Alberto Toso1, Jennifer R. Winter2, Ainslie J. Garrod2, Ana C. Amaro1, Patrick Meraldi1, and Andrew D. McAinsh2

1 Institute of Biochemistry, ETH Zurich, CH-8093 Zurich, Switzerland
2 Chromosome Segregation Laboratory, Marie Curie Research Institute, Oxted, Surrey RH8 0TL, England, UK

Correspondence to Patrick Meraldi: patrick.meraldi{at}bc.biol.ethz.ch; or Andrew D. McAinsh: a.mcainsh{at}mcri.ac.uk

In animal somatic cells, bipolar spindle formation requires separation of the centrosome-based spindle poles. Centrosome separation relies on multiple pathways, including cortical forces and antiparallel microtubule (MT) sliding, which are two activities controlled by the protein kinase aurora A. We previously found that depletion of the human kinetochore protein Mcm21RCENP-O results in monopolar spindles, raising the question as to whether kinetochores contribute to centrosome separation. In this study, we demonstrate that kinetochores promote centrosome separation after nuclear envelope breakdown by exerting a pushing force on the kinetochore fibers (k-fibers), which are bundles of MTs that connect kinetochores to centrosomes. This force is based on poleward MT flux, which incorporates new tubulin subunits at the plus ends of k-fibers and requires stable k-fibers to drive centrosomes apart. This kinetochore-dependent force becomes essential for centrosome separation if aurora A is inhibited. We conclude that two mechanisms control centrosome separation during prometaphase: an aurora A–dependent pathway and a kinetochore-dependent pathway that relies on k-fiber–generated pushing forces.

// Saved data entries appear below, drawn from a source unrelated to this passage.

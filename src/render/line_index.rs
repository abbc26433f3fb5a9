//! Line-break index over a document.
//!
//! Built in one linear scan; answers "which logical line holds byte X" by
//! binary search. Offsets are UTF-8 byte offsets, the same unit used by
//! [`StyledSpan`](super::StyledSpan) ranges.

use std::ops::Range;

/// Byte offsets of every `\n` in a document.
///
/// Offsets are strictly increasing and `breaks().len() + 1` is the number of
/// logical lines.
#[derive(Debug, Clone, Default, PartialEq, Eq)]
pub struct LineIndex {
    breaks: Vec<usize>,
}

impl LineIndex {
    /// Scan `text` once and record each line break.
    #[must_use]
    pub fn build(text: &str) -> Self {
        let breaks = text
            .bytes()
            .enumerate()
            .filter_map(|(offset, byte)| (byte == b'\n').then_some(offset))
            .collect();
        Self { breaks }
    }

    /// Rebuild from offsets previously produced by [`LineIndex::build`].
    ///
    /// Unsorted or duplicate offsets are normalized.
    #[must_use]
    pub fn from_breaks(mut breaks: Vec<usize>) -> Self {
        if !breaks.windows(2).all(|w| w[0] < w[1]) {
            breaks.sort_unstable();
            breaks.dedup();
        }
        Self { breaks }
    }

    /// Recorded line-break offsets.
    #[must_use]
    pub fn breaks(&self) -> &[usize] {
        &self.breaks
    }

    /// Number of logical lines (always at least one).
    #[must_use]
    pub fn line_count(&self) -> usize {
        self.breaks.len() + 1
    }

    /// 1-based logical line containing `offset`.
    ///
    /// A break character belongs to the line it terminates. Offsets past the
    /// end of the text report the last line.
    #[must_use]
    pub fn line_number_for(&self, offset: usize) -> usize {
        self.breaks.partition_point(|&b| b < offset) + 1
    }

    /// Byte offset where 1-based `line` starts, if it exists.
    #[must_use]
    pub fn line_start(&self, line: usize) -> Option<usize> {
        match line {
            0 => None,
            1 => Some(0),
            n => self.breaks.get(n - 2).map(|b| b + 1),
        }
    }

    /// Byte range of 1-based `line`, excluding its terminating break.
    #[must_use]
    pub fn line_range(&self, line: usize, text_len: usize) -> Option<Range<usize>> {
        let start = self.line_start(line)?;
        let end = self.breaks.get(line - 1).copied().unwrap_or(text_len);
        Some(start.min(text_len)..end.min(text_len))
    }

    /// Iterate over the byte ranges of every logical line.
    pub fn line_ranges(&self, text_len: usize) -> impl Iterator<Item = Range<usize>> + '_ {
        (1..=self.line_count()).filter_map(move |line| self.line_range(line, text_len))
    }
}

#[cfg(test)]
mod tests {
    use super::*;

    #[test]
    fn test_empty_text_has_one_line() {
        let index = LineIndex::build("");
        assert!(index.breaks().is_empty());
        assert_eq!(index.line_count(), 1);
        assert_eq!(index.line_number_for(0), 1);
    }

    #[test]
    fn test_line_number_for() {
        let index = LineIndex::build("ab\ncd\n\nef");
        assert_eq!(index.breaks(), &[2, 5, 6]);
        assert_eq!(index.line_number_for(0), 1);
        assert_eq!(index.line_number_for(2), 1);
        assert_eq!(index.line_number_for(3), 2);
        assert_eq!(index.line_number_for(6), 3);
        assert_eq!(index.line_number_for(7), 4);
        assert_eq!(index.line_number_for(100), 4);
    }

    #[test]
    fn test_line_ranges() {
        let text = "ab\ncd\n\nef";
        let index = LineIndex::build(text);
        let ranges: Vec<_> = index.line_ranges(text.len()).collect();
        assert_eq!(ranges, vec![0..2, 3..5, 6..6, 7..9]);
        assert_eq!(index.line_start(0), None);
        assert_eq!(index.line_range(5, text.len()), None);
    }

    #[test]
    fn test_trailing_newline_adds_empty_line() {
        let text = "one\n";
        let index = LineIndex::build(text);
        assert_eq!(index.line_count(), 2);
        assert_eq!(index.line_range(2, text.len()), Some(4..4));
    }

    #[test]
    fn test_multibyte_offsets_are_bytes() {
        let text = "é\nü";
        let index = LineIndex::build(text);
        assert_eq!(index.breaks(), &[2]);
        assert_eq!(index.line_number_for(3), 2);
    }
}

A. Toso and J.R. Winter contributed equally to this paper.

Abbreviations used in this paper: CENP-E, centromere protein E; hTERT, human telomerase reverse transcriptase; k-fiber, kinetochore fiber; MCAK, mitotic centromere-associated kinesin; mRFP, monomeric RFP; MT, microtubule; NEBD, nuclear envelope breakdown; PA, photoactivatable.

© 2009 Toso et al.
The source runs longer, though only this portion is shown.